A carer may be regarded as providing full time care and attention when
- the carer is undergoing medical or other treatment of a temporary nature in intuitions for a period of not more than 13 weeks;
- the person being cared for is undergoing medical or other treatment of a temporary nature in an institution; or
- is temporarily being cared for or residing with another for a period of not more than 13 weeks;
- the person being cared for is attending a non-residential course of rehabilitation training provided by a body recognised by the Department of Health or a non-residential place of day care approved by the Minister for Health or
- the carer is undertaking a training course or education outside the home for up to 15 hours per week, subject to such conditions as may be specified.
A carer is disqualified from receiving the Respite Care Grant if he fails without good cause to attend, submit to medical examination.
The 2012 Act reduced the amount of the annual Respite Care Grant by €325, from €1,700 to €1,375. The new rate applied to all claimants who qualify for the annual Respite Care Grant in June 2013 and in each subsequent year.
The 2015 Act provided for the renaming of the Respite Care Grant to Carer’s Support Grant.

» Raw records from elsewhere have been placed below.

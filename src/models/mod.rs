pub mod cafe;
pub mod pagination;
pub mod rating;

pub use cafe::{Cafe, CafeSort, NewCafe, RatingSummary};
pub use pagination::{Page, PageQuery, PageRequest, PaginationMeta};
pub use rating::{Aspects, HelpfulToggle, NewRating, Rating, RatingSort};
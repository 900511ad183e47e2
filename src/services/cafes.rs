use std::sync::Arc;

use uuid::Uuid;

use crate::{
    db::CafeStore,
    errors::AppError,
    models::{Cafe, CafeSort, NewCafe, Page, PageRequest, PaginationMeta},
    services::cafe_locks::CafeLocks,
};

const MAX_NAME_CHARS: usize = 120;

pub struct CafeService {
    cafes: Arc<dyn CafeStore>,
    locks: CafeLocks,
}

impl CafeService {
    pub fn new(cafes: Arc<dyn CafeStore>, locks: CafeLocks) -> Self {
        Self { cafes, locks }
    }

    pub async fn create(
        &self,
        owner_id: Uuid,
        name: String,
        description: String,
    ) -> Result<Cafe, AppError> {
        let name = name.trim().to_string();
        if name.is_empty() || name.chars().count() > MAX_NAME_CHARS {
            return Err(AppError::Validation(format!(
                "Cafe name must be between 1 and {} characters",
                MAX_NAME_CHARS
            )));
        }

        self.cafes
            .create_cafe(NewCafe {
                owner_id,
                name,
                description,
            })
            .await
    }

    pub async fn get(&self, cafe_id: Uuid) -> Result<Cafe, AppError> {
        self.cafes
            .find_cafe(cafe_id)
            .await?
            .ok_or_else(|| AppError::NotFound("Cafe not found".into()))
    }

    /// Active cafes only, highest rated first unless `sort` says otherwise.
    pub async fn list(&self, page: PageRequest, sort: CafeSort) -> Result<Page<Cafe>, AppError> {
        let total = self.cafes.count_active_cafes().await?;
        let items = self.cafes.list_cafes(sort, page).await?;

        Ok(Page {
            items,
            pagination: PaginationMeta::new(page, total),
        })
    }

    /// Owner-only. An inactive cafe drops out of the listing and refuses new ratings.
    pub async fn set_active(
        &self,
        cafe_id: Uuid,
        requester: Uuid,
        is_active: bool,
    ) -> Result<Cafe, AppError> {
        let cafe = self.get(cafe_id).await?;

        if cafe.owner_id != requester {
            return Err(AppError::Forbidden(
                "Not authorized to update this cafe".into(),
            ));
        }

        let _guard = self.locks.acquire(cafe_id).await;

        let cafe = self
            .cafes
            .set_cafe_active(cafe_id, is_active)
            .await?
            .ok_or_else(|| AppError::NotFound("Cafe not found".into()))?;

        tracing::info!(
            "User {} set cafe {} active={}",
            requester,
            cafe_id,
            is_active
        );
        Ok(cafe)
    }

    /// Owner-only. Ratings go with the cafe and no summary recompute follows.
    pub async fn delete(&self, cafe_id: Uuid, requester: Uuid) -> Result<(), AppError> {
        let cafe = self.get(cafe_id).await?;

        if cafe.owner_id != requester {
            return Err(AppError::Forbidden(
                "Not authorized to delete this cafe".into(),
            ));
        }

        let _guard = self.locks.acquire(cafe_id).await;

        if !self.cafes.delete_cafe(cafe_id).await? {
            return Err(AppError::NotFound("Cafe not found".into()));
        }

        tracing::info!("User {} deleted cafe {}", requester, cafe_id);
        Ok(())
    }
}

It provided for every reference to Respite Care Grant in the Social Welfare Consolidation Act 2005 and the Social Welfare (Consolidated Claims, Payments and Control) Regulations 2007 to be amended to Carer’s Support Grant. The 2015 Act provided for an increase of €325 to the annual Carer’s Support Grant (currently the Respite Care Grant) from €1,375 to €1,700.
The 2015 Act provided for the amendment of the Carer’s Benefit, Carer’s Allowance and Respite Care Grant schemes in order to clarify the circumstances in which a person is to be considered as requiring full-time care and attention for the purposes of qualifying for these schemes, and clarify that eligibility for these schemes is determined by a deciding officer on the basis of all the information provided to support the applicant’s claim, including all relevant medical evidence in relation to the requirement for care.
The 2020 Act provided for an increase of €150 in the Carer’s Support Grant, raising the payment to €1,850. The Carer’s Support Grant (formerly called the Respite Care Grant) is an annual payment for carers who look after certain people in need of full-time care and attention. The grant is paid annually in a single lump sum, usually on the first Thursday in June. The grant is not means-tested and is not taxable.